Energy
0

Big Banks Embracing More Expensive Crude

Goldman has boosted its price target to $82.5.
Goldman has boosted its price target to $82.5.

Wall Street’s biggest banks have changed sides and are embracing a surge in oil prices.

Goldman Sachs Group Inc., Morgan Stanley and JPMorgan Chase & Co. have all issued a flurry of bullish forecasts in the past two weeks. They have abandoned their skepticism and are accepting that OPEC’s output cuts are finally succeeding in clearing a global glut, Bloomberg reported.

This faith is a recent phenomenon. At almost every stage of OPEC’s quest to end the industry’s worst downturn in decades, there were a few prominent analysts ready to cast doubt on the effort.

Now, the “New Oil Order” that Goldman declared in 2014—effectively saying the Organization of Petroleum Exporting Countries was obsolete—is officially “on hiatus”.

Goldman and others had predicted in 2014 that any effort by OPEC to curb supply would hardly amount to much. The US shale industry can raise production at such a pace and volumes that it would fill the gap.

OPEC shared this view, but then surprised the market in September 2016 by announcing their intention to cut supply.

Skepticism persisted. Most analysts surveyed by Bloomberg in November that year expected member countries to fail to reach an agreement. BP Plc said the mood in the market was “pessimistic”.

Yet on Nov. 30, the pact was finalized. The bigger surprise came 11 days later as a number of countries outside the group joined the deal, including former rival Russia. It had once been thought unfeasible this could ever happen.

Analysts earlier warned of a new surplus in 2018 and the need for OPEC to persevere with its alliance. They are now rethinking their pessimism.

Citigroup and Goldman have changed tack to say the inventory excess has disappeared. Others, including UBS Group AG and Societe Generale SA, said last month that OPEC and Russia should wind down the strategy earlier than scheduled, phasing out the cuts from the middle of the year.

Even the International Energy Agency, which remains neutral on market policy, cautioned that the cuts would only backfire as $60 oil triggers a flood of American supply.

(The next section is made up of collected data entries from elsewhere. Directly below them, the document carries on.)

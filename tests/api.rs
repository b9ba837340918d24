// SPDX-License-Identifier: Apache-2.0
// Copyright (c) 2025 Polyframe Inc.

//! Public API: construction, configuration, kernel batches and ray recovery

use anyhow::Result;
use approx::assert_relative_eq;
use meshbool::csg::{ray_trace, Face, ObjectGraph};
use meshbool::geometry::analytics::volume;
use meshbool::kernel::BooleanTask;
use meshbool::{BooleanOp, CsgConfig, CsgError, Kernel, Primitive, Solid};
use nalgebra::{Point3, Vector3};
use rand::rngs::StdRng;
use rand::SeedableRng;

fn cube(offset: f64) -> Solid {
    let mut solid = Primitive::cube(Vector3::new(1.0, 1.0, 1.0), false).to_solid().unwrap();
    solid.translate(offset, offset, offset);
    solid
}

#[test]
fn test_construction_errors() {
    let coords = [0.0, 0.0, 0.0, 1.0, 0.0, 0.0, 0.0, 1.0, 0.0];

    let ragged = Solid::from_arrays(&coords[..8], &[0u32, 1, 2]);
    assert!(matches!(ragged, Err(CsgError::Construction { .. })));

    let out_of_range = Solid::from_arrays(&coords, &[0u32, 1, 3]);
    assert!(matches!(out_of_range, Err(CsgError::Construction { .. })));

    let partial_triangle = Solid::from_arrays(&coords, &[0u32, 1]);
    assert!(matches!(partial_triangle, Err(CsgError::Construction { .. })));

    let negative = Solid::from_arrays(&coords, &[0i32, -1, 2]);
    assert!(matches!(negative, Err(CsgError::Construction { .. })));

    assert!(Solid::from_arrays(&coords, &[0u32, 1, 2]).is_ok());
}

#[test]
fn test_degenerate_input_aborts_evaluation() {
    // second triangle repeats a corner
    let broken = Solid::from_arrays(
        &[0.0, 0.0, 0.0, 1.0, 0.0, 0.0, 0.0, 1.0, 0.0],
        &[0u32, 1, 2, 0, 0, 1],
    )
    .unwrap();
    let result = meshbool::boolean(&broken, &cube(0.0), BooleanOp::Union);
    assert!(matches!(result, Err(CsgError::DegenerateGeometry { .. })));
}

#[test]
fn test_deserialized_solid_is_validated() -> Result<()> {
    let bad: Solid =
        serde_json::from_str(r#"{"vertices":[[0,0,0],[1,0,0],[0,1,0]],"indices":[0,1,7]}"#)?;
    for op in BooleanOp::ALL {
        let result = meshbool::boolean(&bad, &cube(0.0), op);
        assert!(matches!(result, Err(CsgError::Construction { .. })));
        let result = meshbool::boolean(&cube(0.0), &bad, op);
        assert!(matches!(result, Err(CsgError::Construction { .. })));
    }
    Ok(())
}

#[test]
fn test_flat_arrays_roundtrip_through_boolean() -> Result<()> {
    let a = cube(0.0);
    let b = Solid::from_arrays(&cube(0.5).vertex_array(), cube(0.5).indices())?;
    let result = a.boolean(&b, BooleanOp::Intersection)?;

    let (vertices, indices) = result.clone().into_parts();
    assert_eq!(vertices.len() * 3, result.vertex_array().len());
    assert_eq!(indices.len(), result.triangle_count() * 3);
    assert_relative_eq!(volume(&result), 0.125, epsilon = 1e-9);
    Ok(())
}

#[test]
fn test_config_roundtrip() -> Result<()> {
    let config = CsgConfig {
        seed: 99,
        max_ray_attempts: 4,
        ..CsgConfig::default()
    };
    let text = toml::to_string_pretty(&config)?;
    assert_eq!(CsgConfig::from_toml_str(&text)?, config);

    let json = serde_json::to_string(&config)?;
    assert_eq!(serde_json::from_str::<CsgConfig>(&json)?, config);
    Ok(())
}

#[test]
fn test_config_file_roundtrip() -> Result<()> {
    let path = std::env::temp_dir().join(format!("meshbool-config-{}.toml", std::process::id()));
    let config = CsgConfig {
        vertex_tolerance: 1e-6,
        ..CsgConfig::default()
    };
    config.save(&path)?;
    let loaded = CsgConfig::from_file(&path);
    std::fs::remove_file(&path)?;
    assert_eq!(loaded?, config);
    Ok(())
}

#[test]
fn test_seed_does_not_change_clean_results() -> Result<()> {
    let a = cube(0.0);
    let b = cube(0.5);
    let default = Kernel::new().evaluate(&a, &b, BooleanOp::Union)?;
    let reseeded = Kernel::with_config(CsgConfig {
        seed: 1,
        ..CsgConfig::default()
    })?
    .evaluate(&a, &b, BooleanOp::Union)?;
    assert_eq!(default, reseeded);
    Ok(())
}

#[test]
fn test_batch_evaluation() -> Result<()> {
    let kernel = Kernel::new();
    let tasks = vec![
        BooleanTask::new(cube(0.0), cube(0.5), BooleanOp::Intersection),
        BooleanTask::new(cube(0.0), cube(0.5), BooleanOp::Union),
        BooleanTask::new(cube(0.0), cube(0.5), BooleanOp::Difference),
        BooleanTask::new(cube(0.0), cube(5.0), BooleanOp::Intersection),
    ];

    let volumes = kernel
        .evaluate_batch(&tasks)
        .into_iter()
        .map(|r| r.map(|solid| volume(&solid)))
        .collect::<meshbool::Result<Vec<f64>>>()?;

    let expected = [0.125, 1.875, 0.875, 0.0];
    for (got, want) in volumes.iter().zip(expected) {
        assert_relative_eq!(*got, want, epsilon = 1e-9);
    }
    Ok(())
}

#[test]
fn test_coplanar_ray_retries_are_bounded() -> Result<()> {
    // ray from the origin along +z lies in the plane x = 0 of the target triangle
    let face = Face::new(
        [0, 1, 2],
        [
            Point3::new(-1.0, -1.0, 0.0),
            Point3::new(2.0, -1.0, 0.0),
            Point3::new(-1.0, 2.0, 0.0),
        ],
    )?;
    let target = Solid::from_arrays(
        &[0.0, -1.0, -1.0, 0.0, 1.0, -1.0, 0.0, 0.0, 3.0],
        &[0u32, 1, 2],
    )?;

    let config = CsgConfig::default();
    let graph = ObjectGraph::new(&target, &config)?;
    let mut rng = StdRng::seed_from_u64(config.seed);
    let cast = ray_trace(&face, &graph, &config, &mut rng)?;
    assert!(cast.casts > 1);
    assert!(cast.casts <= config.max_ray_attempts + 1);

    let strict = CsgConfig {
        max_ray_attempts: 0,
        ..CsgConfig::default()
    };
    let stalled = ray_trace(&face, &graph, &strict, &mut rng);
    assert!(matches!(stalled, Err(CsgError::ClassificationStall { .. })));
    Ok(())
}

#[test]
fn test_solid_transforms_preserve_volume() {
    let mut solid = cube(0.0);
    solid.rotate(0.3, 0.7);
    assert_relative_eq!(volume(&solid), 1.0, epsilon = 1e-9);

    solid.scale(2.0, 1.0, 0.5);
    assert_relative_eq!(volume(&solid), 1.0, epsilon = 1e-9);

    solid.zoom(4.0);
    assert_relative_eq!(volume(&solid), 1.0, epsilon = 1e-9);
}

Sure enough, the boost to prices from OPEC’s strategy has invigorated US output, which surged to a 47-year high of 10 million barrels a day in November.

Nonetheless, forecasters are predicting prices will return to levels considered unthinkable during the downturn, despite the US supply.

Goldman boosted its six-month price target by a third on Thursday to $82.5 a barrel. JPMorgan’s estimate of $70 a barrel for average Brent prices in 2018 is almost 50% higher than in early October.